**THE TASK**. From the entries, copy every line that carries the string "recover".

[Dataset items]
□ □ □ □

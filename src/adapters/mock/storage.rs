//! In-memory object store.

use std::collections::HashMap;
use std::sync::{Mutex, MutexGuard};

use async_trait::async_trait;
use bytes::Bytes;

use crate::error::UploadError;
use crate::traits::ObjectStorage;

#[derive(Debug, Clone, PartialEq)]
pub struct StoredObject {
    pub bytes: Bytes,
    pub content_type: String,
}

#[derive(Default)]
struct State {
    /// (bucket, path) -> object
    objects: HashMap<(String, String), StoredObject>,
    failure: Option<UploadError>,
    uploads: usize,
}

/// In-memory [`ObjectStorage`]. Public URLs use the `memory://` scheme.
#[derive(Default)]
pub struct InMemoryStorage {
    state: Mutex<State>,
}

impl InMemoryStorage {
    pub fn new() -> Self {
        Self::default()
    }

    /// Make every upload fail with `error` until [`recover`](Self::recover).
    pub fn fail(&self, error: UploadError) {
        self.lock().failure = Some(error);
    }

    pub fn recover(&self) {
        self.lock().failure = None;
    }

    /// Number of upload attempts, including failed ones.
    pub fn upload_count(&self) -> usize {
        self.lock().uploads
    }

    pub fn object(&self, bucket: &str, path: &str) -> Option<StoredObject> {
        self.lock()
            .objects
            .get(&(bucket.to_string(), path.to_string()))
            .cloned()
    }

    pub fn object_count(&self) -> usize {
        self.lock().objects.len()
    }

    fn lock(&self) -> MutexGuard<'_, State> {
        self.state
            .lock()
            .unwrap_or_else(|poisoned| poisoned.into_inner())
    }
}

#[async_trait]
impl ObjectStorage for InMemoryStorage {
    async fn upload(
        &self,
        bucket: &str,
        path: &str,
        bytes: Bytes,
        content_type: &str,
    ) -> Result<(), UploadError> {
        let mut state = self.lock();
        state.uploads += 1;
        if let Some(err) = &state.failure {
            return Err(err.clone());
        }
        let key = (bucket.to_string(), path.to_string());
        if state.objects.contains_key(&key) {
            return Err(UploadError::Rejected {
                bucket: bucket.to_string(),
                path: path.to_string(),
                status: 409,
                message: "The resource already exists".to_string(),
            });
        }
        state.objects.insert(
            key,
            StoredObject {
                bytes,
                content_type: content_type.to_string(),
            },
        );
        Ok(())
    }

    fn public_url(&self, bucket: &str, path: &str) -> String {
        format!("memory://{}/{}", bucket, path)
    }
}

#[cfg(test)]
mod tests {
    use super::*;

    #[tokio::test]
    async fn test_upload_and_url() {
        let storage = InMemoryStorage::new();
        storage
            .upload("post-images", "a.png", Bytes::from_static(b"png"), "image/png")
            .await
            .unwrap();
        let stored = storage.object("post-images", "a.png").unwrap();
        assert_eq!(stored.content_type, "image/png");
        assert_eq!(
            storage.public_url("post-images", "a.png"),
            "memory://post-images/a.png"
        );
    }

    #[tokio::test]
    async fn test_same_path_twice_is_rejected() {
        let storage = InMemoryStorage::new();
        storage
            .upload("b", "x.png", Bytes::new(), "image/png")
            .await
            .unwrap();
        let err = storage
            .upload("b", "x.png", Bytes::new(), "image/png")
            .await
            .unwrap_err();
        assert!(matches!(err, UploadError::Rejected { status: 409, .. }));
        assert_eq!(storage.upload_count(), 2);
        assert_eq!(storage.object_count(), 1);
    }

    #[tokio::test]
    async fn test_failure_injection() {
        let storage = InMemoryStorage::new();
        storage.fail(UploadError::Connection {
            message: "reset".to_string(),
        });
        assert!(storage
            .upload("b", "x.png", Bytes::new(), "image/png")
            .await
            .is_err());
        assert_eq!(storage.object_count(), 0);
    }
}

□ □ □ □

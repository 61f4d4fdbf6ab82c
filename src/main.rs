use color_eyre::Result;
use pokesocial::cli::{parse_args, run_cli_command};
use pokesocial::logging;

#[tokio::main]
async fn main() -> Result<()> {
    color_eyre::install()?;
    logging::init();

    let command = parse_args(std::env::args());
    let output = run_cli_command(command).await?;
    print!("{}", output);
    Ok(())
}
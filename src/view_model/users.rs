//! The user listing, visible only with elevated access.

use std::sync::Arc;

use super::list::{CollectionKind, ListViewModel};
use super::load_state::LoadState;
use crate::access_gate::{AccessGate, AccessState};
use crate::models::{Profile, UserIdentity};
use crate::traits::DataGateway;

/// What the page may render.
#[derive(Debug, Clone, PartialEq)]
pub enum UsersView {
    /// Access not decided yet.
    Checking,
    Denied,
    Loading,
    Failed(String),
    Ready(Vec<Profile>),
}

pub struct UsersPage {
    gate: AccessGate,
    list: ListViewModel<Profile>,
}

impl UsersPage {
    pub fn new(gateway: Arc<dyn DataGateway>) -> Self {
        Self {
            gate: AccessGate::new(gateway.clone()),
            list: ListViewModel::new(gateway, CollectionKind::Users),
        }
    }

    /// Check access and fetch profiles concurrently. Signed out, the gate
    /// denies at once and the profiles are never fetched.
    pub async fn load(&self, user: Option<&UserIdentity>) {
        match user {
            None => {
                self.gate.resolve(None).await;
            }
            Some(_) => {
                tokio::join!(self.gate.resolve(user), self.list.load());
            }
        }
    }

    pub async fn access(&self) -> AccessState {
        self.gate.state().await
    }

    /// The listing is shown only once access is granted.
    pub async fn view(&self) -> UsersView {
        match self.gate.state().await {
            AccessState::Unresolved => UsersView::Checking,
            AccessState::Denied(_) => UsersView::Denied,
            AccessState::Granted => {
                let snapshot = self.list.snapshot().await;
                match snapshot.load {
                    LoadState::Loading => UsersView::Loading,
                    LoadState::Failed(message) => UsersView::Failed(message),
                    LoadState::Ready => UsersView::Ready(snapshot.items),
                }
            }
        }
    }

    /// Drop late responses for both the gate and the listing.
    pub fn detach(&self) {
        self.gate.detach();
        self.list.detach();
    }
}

□ □ □ □

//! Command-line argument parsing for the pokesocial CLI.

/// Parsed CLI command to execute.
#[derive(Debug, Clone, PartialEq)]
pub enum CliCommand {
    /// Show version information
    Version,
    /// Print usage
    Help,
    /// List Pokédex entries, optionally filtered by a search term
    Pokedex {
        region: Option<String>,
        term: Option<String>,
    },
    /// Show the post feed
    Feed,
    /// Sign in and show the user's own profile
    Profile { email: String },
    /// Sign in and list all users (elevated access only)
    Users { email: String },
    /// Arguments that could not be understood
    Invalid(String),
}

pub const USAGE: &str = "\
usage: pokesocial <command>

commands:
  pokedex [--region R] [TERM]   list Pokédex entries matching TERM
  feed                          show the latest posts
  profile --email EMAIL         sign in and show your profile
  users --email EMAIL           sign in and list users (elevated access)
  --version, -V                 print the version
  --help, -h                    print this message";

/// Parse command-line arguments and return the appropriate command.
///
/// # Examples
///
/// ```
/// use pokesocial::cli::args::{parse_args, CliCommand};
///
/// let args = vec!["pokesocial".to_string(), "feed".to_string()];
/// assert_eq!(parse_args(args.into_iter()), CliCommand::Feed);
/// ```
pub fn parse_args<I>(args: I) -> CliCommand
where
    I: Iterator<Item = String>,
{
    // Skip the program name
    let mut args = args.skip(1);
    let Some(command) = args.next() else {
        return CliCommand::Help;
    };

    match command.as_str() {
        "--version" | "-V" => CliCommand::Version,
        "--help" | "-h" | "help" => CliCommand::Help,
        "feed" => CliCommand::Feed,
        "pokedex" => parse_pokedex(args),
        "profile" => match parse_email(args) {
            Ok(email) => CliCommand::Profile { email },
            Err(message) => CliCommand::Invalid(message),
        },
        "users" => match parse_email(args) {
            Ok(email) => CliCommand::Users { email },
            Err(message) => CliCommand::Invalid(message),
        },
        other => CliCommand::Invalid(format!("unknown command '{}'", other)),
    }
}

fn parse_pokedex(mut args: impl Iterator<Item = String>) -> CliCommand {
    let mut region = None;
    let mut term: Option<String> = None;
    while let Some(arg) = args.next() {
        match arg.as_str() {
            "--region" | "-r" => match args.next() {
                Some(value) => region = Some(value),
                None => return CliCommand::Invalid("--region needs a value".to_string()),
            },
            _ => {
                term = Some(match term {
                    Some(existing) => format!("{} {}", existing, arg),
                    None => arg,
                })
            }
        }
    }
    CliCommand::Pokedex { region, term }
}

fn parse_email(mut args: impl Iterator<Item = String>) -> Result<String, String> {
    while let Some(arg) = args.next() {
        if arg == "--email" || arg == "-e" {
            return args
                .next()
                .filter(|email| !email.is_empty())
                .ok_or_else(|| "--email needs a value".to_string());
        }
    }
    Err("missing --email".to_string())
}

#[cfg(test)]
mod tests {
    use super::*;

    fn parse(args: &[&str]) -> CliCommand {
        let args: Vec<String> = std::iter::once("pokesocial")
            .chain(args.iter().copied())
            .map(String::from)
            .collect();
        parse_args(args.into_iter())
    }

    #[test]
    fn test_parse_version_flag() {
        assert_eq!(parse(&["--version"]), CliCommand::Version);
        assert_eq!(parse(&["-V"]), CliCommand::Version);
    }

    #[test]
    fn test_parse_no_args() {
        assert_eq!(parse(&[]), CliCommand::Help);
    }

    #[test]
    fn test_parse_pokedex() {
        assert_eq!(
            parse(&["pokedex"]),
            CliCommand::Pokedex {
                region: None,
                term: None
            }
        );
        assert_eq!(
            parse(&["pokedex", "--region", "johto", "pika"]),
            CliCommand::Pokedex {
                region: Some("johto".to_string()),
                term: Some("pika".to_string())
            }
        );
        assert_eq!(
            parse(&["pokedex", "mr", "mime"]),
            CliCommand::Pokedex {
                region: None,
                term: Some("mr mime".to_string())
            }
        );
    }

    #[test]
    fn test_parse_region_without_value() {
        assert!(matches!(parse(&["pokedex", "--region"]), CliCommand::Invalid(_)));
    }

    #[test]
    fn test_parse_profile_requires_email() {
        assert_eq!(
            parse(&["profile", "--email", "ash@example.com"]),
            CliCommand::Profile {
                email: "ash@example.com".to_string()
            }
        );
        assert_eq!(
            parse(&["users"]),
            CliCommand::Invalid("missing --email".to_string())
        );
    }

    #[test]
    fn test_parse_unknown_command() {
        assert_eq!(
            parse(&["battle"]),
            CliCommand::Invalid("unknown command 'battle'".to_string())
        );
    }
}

□ □ □ □

**TASK SOLUTION**.
    /// Make every upload fail with `error` until [`recover`](Self::recover).
    pub fn recover(&self) {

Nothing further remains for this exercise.